A recurring topic throughout Conant’s work is also that of philosophical skepticism. In this connection, he has drawn a distinction between two varieties of skepticism, which he calls “Cartesian skepticism” and “Kantian skepticism” respectively.

In 2020, Harvard University Press published the 1100-page volume The Logical Alien: Conant and His Critics, edited by Sofia Miguens.
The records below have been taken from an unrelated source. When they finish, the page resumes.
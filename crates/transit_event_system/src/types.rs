//! # Core Type Definitions
//!
//! Fundamental identifiers and geographic value types shared by every tier of
//! the telemetry pipeline.
//!
//! ## Identifier Types
//!
//! - [`ClientId`] / [`SubscriptionId`] - Identity of downstream subscribers
//! - [`ZoneId`] - Grid-cell token such as `Z07`
//! - [`ArcId`] - Synthetic route-segment id built from two stop ids
//!
//! ## Geographic Types
//!
//! - [`Coordinate`] - A latitude/longitude pair in decimal degrees
//! - [`Stop`] - A known stop from the reference-data collaborator
//! - [`GeoBounds`] - The bounding box covered by the zone grid

use compact_str::{format_compact, CompactString};
use serde::{Deserialize, Serialize};
use uuid::Uuid;

/// Identifier of a known stop, as issued by the reference-data repository.
pub type StopId = u64;

/// Unique identifier for a downstream client (dashboard, query client or a
/// downstream tier).
#[derive(Debug, Clone, Copy, PartialEq, Eq, Hash, Serialize, Deserialize)]
pub struct ClientId(pub Uuid);

impl ClientId {
    /// Creates a new random client ID using UUID v4.
    pub fn new() -> Self {
        Self(Uuid::new_v4())
    }
}

impl Default for ClientId {
    fn default() -> Self {
        Self::new()
    }
}

impl std::str::FromStr for ClientId {
    type Err = uuid::Error;

    fn from_str(s: &str) -> Result<Self, Self::Err> {
        Uuid::parse_str(s).map(Self)
    }
}

impl std::fmt::Display for ClientId {
    fn fmt(&self, f: &mut std::fmt::Formatter<'_>) -> std::fmt::Result {
        write!(f, "{}", self.0)
    }
}

/// Identifier handed back to a remote subscriber when its interest set is
/// registered with a tier.
#[derive(Debug, Clone, Copy, PartialEq, Eq, Hash, Serialize, Deserialize)]
pub struct SubscriptionId(pub Uuid);

impl SubscriptionId {
    pub fn new() -> Self {
        Self(Uuid::new_v4())
    }
}

impl Default for SubscriptionId {
    fn default() -> Self {
        Self::new()
    }
}

impl std::fmt::Display for SubscriptionId {
    fn fmt(&self, f: &mut std::fmt::Formatter<'_>) -> std::fmt::Result {
        write!(f, "{}", self.0)
    }
}

/// Grid-cell token produced by the zone resolver.
///
/// Tokens are `Z` followed by the 1-based cell index padded to two digits
/// (`Z01`..`Z40` for a 4x10 grid). Larger grids simply produce wider tokens.
#[derive(Debug, Clone, PartialEq, Eq, Hash, PartialOrd, Ord, Serialize, Deserialize)]
pub struct ZoneId(CompactString);

impl ZoneId {
    /// Wraps an existing token without validation.
    pub fn new(token: impl Into<CompactString>) -> Self {
        Self(token.into())
    }

    /// Builds the token for a 1-based grid cell index.
    pub fn from_index(index: usize) -> Self {
        Self(format_compact!("Z{:02}", index))
    }

    pub fn as_str(&self) -> &str {
        self.0.as_str()
    }
}

impl std::fmt::Display for ZoneId {
    fn fmt(&self, f: &mut std::fmt::Formatter<'_>) -> std::fmt::Result {
        f.write_str(&self.0)
    }
}

impl From<&str> for ZoneId {
    fn from(value: &str) -> Self {
        Self::new(value)
    }
}

/// Approximate route-segment identifier derived from the two stops nearest to
/// a coordinate.
///
/// Encoded as `min(a, b) * 1_000_000 + max(a, b)`, so the id does not depend on
/// which of the two stops is considered first. Nothing guarantees the
/// coordinate lies on the segment between the stops.
///
/// Only stop ids below [`STOP_MULTIPLIER`](Self::STOP_MULTIPLIER) can be
/// encoded; larger ids would collide with other pairs.
#[derive(Debug, Clone, Copy, PartialEq, Eq, Hash, PartialOrd, Ord, Serialize, Deserialize)]
pub struct ArcId(pub u64);

impl ArcId {
    pub const STOP_MULTIPLIER: u64 = 1_000_000;

    /// Builds the id of the arc between two stops, or `None` if either id is
    /// too large to encode.
    pub fn from_stops(a: StopId, b: StopId) -> Option<Self> {
        let (low, high) = if a <= b { (a, b) } else { (b, a) };
        if high >= Self::STOP_MULTIPLIER {
            return None;
        }
        low.checked_mul(Self::STOP_MULTIPLIER)
            .and_then(|base| base.checked_add(high))
            .map(Self)
    }

    /// Splits the id back into its (lower, higher) stop ids.
    pub fn stops(&self) -> (StopId, StopId) {
        (self.0 / Self::STOP_MULTIPLIER, self.0 % Self::STOP_MULTIPLIER)
    }
}

impl std::fmt::Display for ArcId {
    fn fmt(&self, f: &mut std::fmt::Formatter<'_>) -> std::fmt::Result {
        write!(f, "{}", self.0)
    }
}

/// A latitude/longitude pair in decimal degrees.
#[derive(Debug, Clone, Copy, PartialEq, Serialize, Deserialize)]
pub struct Coordinate {
    pub latitude: f64,
    pub longitude: f64,
}

impl Coordinate {
    pub fn new(latitude: f64, longitude: f64) -> Self {
        Self { latitude, longitude }
    }
}

/// A known stop returned by the reference-data collaborator.
#[derive(Debug, Clone, PartialEq, Serialize, Deserialize)]
pub struct Stop {
    pub stop_id: StopId,
    pub latitude: f64,
    pub longitude: f64,
}

impl Stop {
    pub fn new(stop_id: StopId, latitude: f64, longitude: f64) -> Self {
        Self { stop_id, latitude, longitude }
    }

    pub fn coordinate(&self) -> Coordinate {
        Coordinate::new(self.latitude, self.longitude)
    }
}

/// Geographic bounding box covered by the zone grid.
///
/// # Examples
///
/// ```rust
/// use transit_event_system::GeoBounds;
///
/// let bounds = GeoBounds::default();
/// assert!(bounds.min_latitude < bounds.max_latitude);
/// ```
#[derive(Debug, Clone, Copy, PartialEq, Serialize, Deserialize)]
pub struct GeoBounds {
    /// Southern boundary
    pub min_latitude: f64,
    /// Northern boundary
    pub max_latitude: f64,
    /// Western boundary
    pub min_longitude: f64,
    /// Eastern boundary
    pub max_longitude: f64,
}

impl Default for GeoBounds {
    fn default() -> Self {
        Self {
            min_latitude: 3.29077,
            max_latitude: 3.49886333,
            min_longitude: -76.58889111,
            max_longitude: -76.46328111,
        }
    }
}

/// Position of a service tier in the enrichment and distribution chain.
#[derive(Debug, Clone, Copy, PartialEq, Eq, Hash, Serialize, Deserialize)]
pub enum TierRole {
    /// Ingests raw records and performs geographic enrichment
    Origin,
    /// Re-distributes enriched events to zone-scoped operators
    Mid,
    /// Serves citizen queries and the system-wide analytics observer
    Terminal,
}

impl std::fmt::Display for TierRole {
    fn fmt(&self, f: &mut std::fmt::Formatter<'_>) -> std::fmt::Result {
        let name = match self {
            TierRole::Origin => "origin",
            TierRole::Mid => "mid",
            TierRole::Terminal => "terminal",
        };
        f.write_str(name)
    }
}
The volume gathers Conant’s 1991 article The Search for Logically Alien Thought with reflections on it by eight philosophers: Jocelyn Benoist, Matthew Boyle, Martin Gustafsson, Arata Hamawaki, Adrian Moore, Barry Stroud, Peter Sullivan, and Charles Travis — followed by Conant’s responses to them.

Awards
In 2016, Conant was one of three academics from abroad selected to receive Germany’s top international research award, the Alexander von Humboldt Professorship Research Prize.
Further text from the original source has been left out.